Beyond the law, what needs to happen, writes Shilpa Phadke, author of a book on women’s safety in Mumbai, has to do with how Indians use their streets: “We are safer when there are more women (and more men) on the streets. When shops are open, when restaurants are open, when there are hawkers and yes, even sex workers on the street, the street is a safer space for us all.”
The outrage that this case has spurred might finally bring about a cultural change in India, Stephanie Nolen of The Globe and Mail suggests in a report:
Women assaulted leaving bars or late at night or while wearing Western clothes have been chastised by police, judges and politicians for bringing their misfortune on themselves. This time, however, there is a current of defiance in the protests, noted Subhashini Ali of the All India Democratic Women’s Association. A young woman in central Delhi on Tuesday carried a sign saying, “Stop telling me how to dress, start telling your sons not to rape.”
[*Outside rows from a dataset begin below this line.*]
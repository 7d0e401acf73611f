//! Performance measurement for complete maze generation at varying grid sizes

// Criterion macros generate undocumented functions
#![allow(missing_docs)]

use criterion::{BenchmarkId, Criterion, criterion_group, criterion_main};
use mazecarve::algorithm::generate_seeded;
use std::hint::black_box;

/// Measures full generation cost as the grid edge doubles
fn bench_generate_maze(c: &mut Criterion) {
    let mut group = c.benchmark_group("generate_maze");

    for size in &[21_usize, 41, 81, 161] {
        group.bench_with_input(BenchmarkId::from_parameter(size), size, |b, &size| {
            b.iter(|| {
                let maze = generate_seeded(black_box(size), black_box(size), 12345);
                black_box(maze)
            });
        });
    }

    group.finish();
}

criterion_group!(benches, bench_generate_maze);
criterion_main!(benches);
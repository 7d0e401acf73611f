//! Defaults and limits for generation and rendering

// Grid validation bounds
/// Smallest grid dimension that yields an interior corridor
pub const MIN_GRID_DIMENSION: usize = 3;

// Safety limit to prevent excessive memory allocation
/// Maximum allowed grid dimension
pub const MAX_GRID_DIMENSION: usize = 10_000;

// Default values for configurable parameters
/// Fixed seed for reproducible generation
pub const DEFAULT_SEED: u64 = 42;

/// Default maze width in cells
pub const DEFAULT_MAZE_WIDTH: usize = 41;

/// Default maze height in cells
pub const DEFAULT_MAZE_HEIGHT: usize = 41;

// Rendering defaults matching the classic black-on-white tile scheme
/// Edge length of one rendered grid cell in pixels
pub const DEFAULT_TILE_SIZE: u32 = 5;

/// Default wall color as a hex string
pub const DEFAULT_WALL_COLOR: &str = "#000000";

/// Default path color as a hex string
pub const DEFAULT_PATH_COLOR: &str = "#ffffff";

/// Maximum rendered tile size in pixels
pub const MAX_TILE_SIZE: u32 = 256;

// Output settings
/// Zero-padded width of the index appended to batch output names
pub const OUTPUT_INDEX_WIDTH: usize = 4;
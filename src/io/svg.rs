//! SVG rendering of generated mazes

use crate::io::error::{MazeError, Result};
use crate::io::render::{RenderOptions, Rgba};
use crate::spatial::MazeResult;
use std::fmt::Write as _;

// Alpha is folded into an 8-digit hex code only when not fully opaque
fn hex_color(color: Rgba) -> String {
    let [r, g, b, a] = color;
    if a == 255 {
        format!("#{r:02x}{g:02x}{b:02x}")
    } else {
        format!("#{r:02x}{g:02x}{b:02x}{a:02x}")
    }
}

/// Serialize a maze as an SVG document with one rectangle per wall cell
///
/// The root element carries the path color as its background; wall cells
/// become `tile_size`-sized `rect` elements at their pixel offsets.
pub fn maze_to_svg(result: &MazeResult, options: &RenderOptions) -> String {
    let tile_size = options.tile_size;
    let pixel_width = result.width() as u32 * tile_size;
    let pixel_height = result.height() as u32 * tile_size;
    let wall_fill = hex_color(options.wall_color);

    let mut document = String::new();
    let _ = writeln!(
        document,
        "<svg xmlns=\"http://www.w3.org/2000/svg\" width=\"{pixel_width}\" height=\"{pixel_height}\" style=\"background-color:{}\">",
        hex_color(options.path_color)
    );

    for ((row, col), &is_wall) in result.grid.indexed_iter() {
        if !is_wall {
            continue;
        }
        let x = col as u32 * tile_size;
        let y = row as u32 * tile_size;
        let _ = writeln!(
            document,
            "  <rect x=\"{x}\" y=\"{y}\" width=\"{tile_size}\" height=\"{tile_size}\" fill=\"{wall_fill}\"/>"
        );
    }

    document.push_str("</svg>\n");
    document
}

/// Write a maze to disk as an SVG document
///
/// # Errors
///
/// Returns an error if the parent directory cannot be created or the file
/// cannot be written
pub fn export_maze_as_svg(
    result: &MazeResult,
    options: &RenderOptions,
    output_path: &str,
) -> Result<()> {
    let document = maze_to_svg(result, options);

    if let Some(parent) = std::path::Path::new(output_path).parent()
        && !parent.as_os_str().is_empty()
    {
        std::fs::create_dir_all(parent).map_err(|e| MazeError::FileSystem {
            path: parent.to_path_buf(),
            operation: "create directory",
            source: e,
        })?;
    }

    std::fs::write(output_path, document).map_err(|e| MazeError::FileSystem {
        path: output_path.into(),
        operation: "write file",
        source: e,
    })?;

    Ok(())
}
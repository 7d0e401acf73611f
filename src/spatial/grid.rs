//! Wall occupancy storage with parity-based initialization
//!
//! The working grid is a dense boolean matrix where `true` marks a wall cell.
//! Structural walls follow the parity scheme: every even row and every even
//! column is a wall line, leaving odd/odd cells as the corridor lattice.

use ndarray::Array2;

/// A cell coordinate within the maze grid
#[derive(Clone, Copy, Debug, PartialEq, Eq, Hash)]
pub struct GridPosition {
    /// Row index, 0 at the top edge
    pub row: usize,
    /// Column index, 0 at the left edge
    pub col: usize,
}

impl GridPosition {
    /// Create a position from row and column indices
    pub const fn new(row: usize, col: usize) -> Self {
        Self { row, col }
    }

    /// Test whether the position lies on the outer boundary of a grid
    pub const fn on_boundary(&self, rows: usize, cols: usize) -> bool {
        self.row == 0 || self.col == 0 || self.row + 1 == rows || self.col + 1 == cols
    }
}

/// Returns true if the parity scheme forces the cell to be a wall
pub const fn is_structural_wall(row: usize, col: usize) -> bool {
    row % 2 == 0 || col % 2 == 0
}

/// Mutable wall occupancy used while carving
///
/// Out-of-range queries read as walls, so neighbor scans never need a
/// separate bounds check.
#[derive(Debug, Clone)]
pub struct MazeGrid {
    walls: Array2<bool>,
}

impl MazeGrid {
    /// Build a grid with structural walls everywhere the parity scheme
    /// demands, then force the given cells (entrance and exit) open
    pub fn with_parity_walls(rows: usize, cols: usize, open_cells: &[GridPosition]) -> Self {
        let mut walls = Array2::from_shape_fn((rows, cols), |(row, col)| {
            is_structural_wall(row, col)
        });

        for position in open_cells {
            if let Some(cell) = walls.get_mut([position.row, position.col]) {
                *cell = false;
            }
        }

        Self { walls }
    }

    /// Get the number of rows in the grid
    pub fn rows(&self) -> usize {
        self.walls.nrows()
    }

    /// Get the number of columns in the grid
    pub fn cols(&self) -> usize {
        self.walls.ncols()
    }

    /// Test whether a cell is a wall; positions outside the grid count as walls
    pub fn is_wall(&self, position: GridPosition) -> bool {
        self.walls
            .get([position.row, position.col])
            .copied()
            .unwrap_or(true)
    }

    /// Turn a wall cell into a path cell
    pub fn open(&mut self, position: GridPosition) {
        if let Some(cell) = self.walls.get_mut([position.row, position.col]) {
            *cell = false;
        }
    }

    /// Count the path cells currently in the grid
    pub fn path_cell_count(&self) -> usize {
        self.walls.iter().filter(|is_wall| !**is_wall).count()
    }

    /// Consume the grid, yielding the wall occupancy matrix
    pub fn into_walls(self) -> Array2<bool> {
        self.walls
    }
}

/// Immutable output of one generation run
///
/// The entrance and exit always refer to open cells on the grid boundary;
/// the visit state used while carving is not retained.
#[derive(Debug, Clone, PartialEq, Eq)]
pub struct MazeResult {
    /// Boundary cell where the maze is entered
    pub entrance: GridPosition,
    /// Boundary cell where the maze is left
    pub exit: GridPosition,
    /// Wall occupancy, `true` meaning wall, indexed `[row, col]`
    pub grid: Array2<bool>,
}

impl MazeResult {
    /// Maze width in cells
    pub fn width(&self) -> usize {
        self.grid.ncols()
    }

    /// Maze height in cells
    pub fn height(&self) -> usize {
        self.grid.nrows()
    }

    /// Test whether a cell is a wall; positions outside the grid count as walls
    pub fn is_wall(&self, position: GridPosition) -> bool {
        self.grid
            .get([position.row, position.col])
            .copied()
            .unwrap_or(true)
    }
}
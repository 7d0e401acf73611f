//! Performance measurement for perimeter offset resolution

// Criterion macros generate undocumented functions
#![allow(missing_docs)]

use criterion::{Criterion, criterion_group, criterion_main};
use mazecarve::algorithm::perimeter::{cell_at_perimeter_offset, perimeter_len};
use std::hint::black_box;

/// Measures resolving every offset of the 41x41 boundary cycle
fn bench_full_cycle(c: &mut Criterion) {
    c.bench_function("perimeter_full_cycle_41x41", |b| {
        b.iter(|| {
            let perimeter = perimeter_len(41, 41);
            for offset in 0..perimeter {
                black_box(cell_at_perimeter_offset(41, 41, black_box(offset)));
            }
        });
    });
}

criterion_group!(benches, bench_full_cycle);
criterion_main!(benches);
But rape is still not seen as a men’s issue, Ms. Ali said. “I don’t think many people are asking that question yet [of how men are being brought up and how it shapes their attitude toward rape].”
“But that’s where we have to go.”
And that should start with using sexual education in schools as a means to counter systemic patriarchal attitudes, writes Ketaki Chowkhani in Kafila, a collaborative blog that I work with.